The sitarist and godfather of world music is honoured with a third Grammy, this time for his album Full Circle/Carnegie Hall 2000



George Harrison described him as the godfather of world music. Pandit Ravi Shankar's latest Grammy, his fourth, comes in that very category, and is a popular recognition of what the academic world has always believed: that he is among the greatest cultural heroes of the last 100 years.

Ravi Shankar won the honour for his album Full Circle/Carnegie Hall 2000 against such nominations as Brazil's Gilberto Gil and Milton Nascimento and Britain's John McLaughlin for Saturday Night In Bombay -- Remember Shakti. This is his third Grammy; he had won the award earlier in 1966 and 1972. The ultimate prize of "mainstream music" has sought out the Indian maestro and given him four nominations and three wins. The latest award was announced on February 28.

Ravi Shankar took Indian classical music to the West in a very big way, and as Girish Karnad, the well-known Kannada playwright and actor once said, he met that civilisation with confidence and on equal terms. His projects have bridged cultural boundaries, and are considered "among the most notable achievements of the twentieth century".

Full Circle/Carnegie Hall 2000 features two ragas -- Kaushi Kanhara and Mishra Gara. Ravi Shankar was chosen ahead of Afro Celt Sound System for Further In Time in the traditional music category.

Born in Varanasi, one of the world's oldest cities and a fountainhead of Hindu faith, in 1920, Ravi Shankar has achieved legendary stature as composer, performer and teacher. The University of California, where he teaches, describes him as "a world-renowned musician, composer, performer, and scholar of classical Indian music" and "one of the leading cultural figures of the twentieth century whose accomplishments place him as the leading figure of an important musical tradition."

What has made Ravi Shankar such a big presence in the West, especially in the US, is his willingness to collaborate with some of the greatest musical minds in that part of the globe. To quote the University of California again, "Although he is well known because of his interaction with the popular music world, it is important to underscore that Shankar is considered the leading international figure in a very elevated art form, Hindustani music."

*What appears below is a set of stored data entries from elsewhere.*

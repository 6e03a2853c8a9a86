//! # textcalc
//!
//! A calculator for delimited number expressions.
//!
//! Expressions arrive as plain text: a single number, comma/colon
//! separated numbers, or a `//<char>` + newline header declaring a custom
//! delimiter for the rest of the text. Classification picks the shape,
//! dispatch sums the fields. See the [calc] module for the pipeline.

pub mod calc;

/// A simple function to demonstrate the library works
pub fn hello() -> &'static str {
    "Hello from textcalc!"
}

#[cfg(test)]
mod tests {
    use super::*;

    #[test]
    fn test_hello() {
        assert_eq!(hello(), "Hello from textcalc!");
    }
}
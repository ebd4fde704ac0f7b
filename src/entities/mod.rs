pub mod candidate_follow;
pub mod candidate_view;
pub mod job;
pub mod report;

pub use candidate_follow::NewCandidateFollow;
pub use candidate_view::NewCandidateView;
pub use job::NewJob;
pub use report::{NewReport, ReportType};

pub use candidate_follow::Entity as CandidateFollow;
pub use candidate_view::Entity as CandidateView;
pub use job::Entity as Job;
pub use report::Entity as Report;
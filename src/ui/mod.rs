//! Server-rendered page sections for the public site.
//!
//! Every component is a pure function of its input: no database access, no
//! request state. They return the rendered HTML fragment as a `String`.

pub mod categories;
pub mod header;
pub mod hero;
pub mod page;

pub use categories::{render_job_categories, JobCategory, DEFAULT_CATEGORIES};
pub use header::{render_header, NavLink, NAV_LINKS};
pub use hero::render_hero;
pub use page::render_home_page;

Ravi Shankar has recorded with such diverse musicians as Yehudi Menuhin, Philip Glass, Jean-Pierre Rampal, Zubin Mehta (and the New York Philharmonic), George Harrison, Hosan Yamamoto (Japanese Shakuhachi master) and Musumi Miyashita (Japanese koto virtuoso).

Yehudi Menuhin was a great friend and admirer of Ravi Shankar and made very flattering references to the sitarist in his autobiography. Similarly, Philip Glass, who was to become famous for his minimalist scores, was deeply influenced by the maestro.

Ravi Shankar was music director of All-India Radio, and also composed music for films, most famously for Satyajit Ray's Pather Panchali.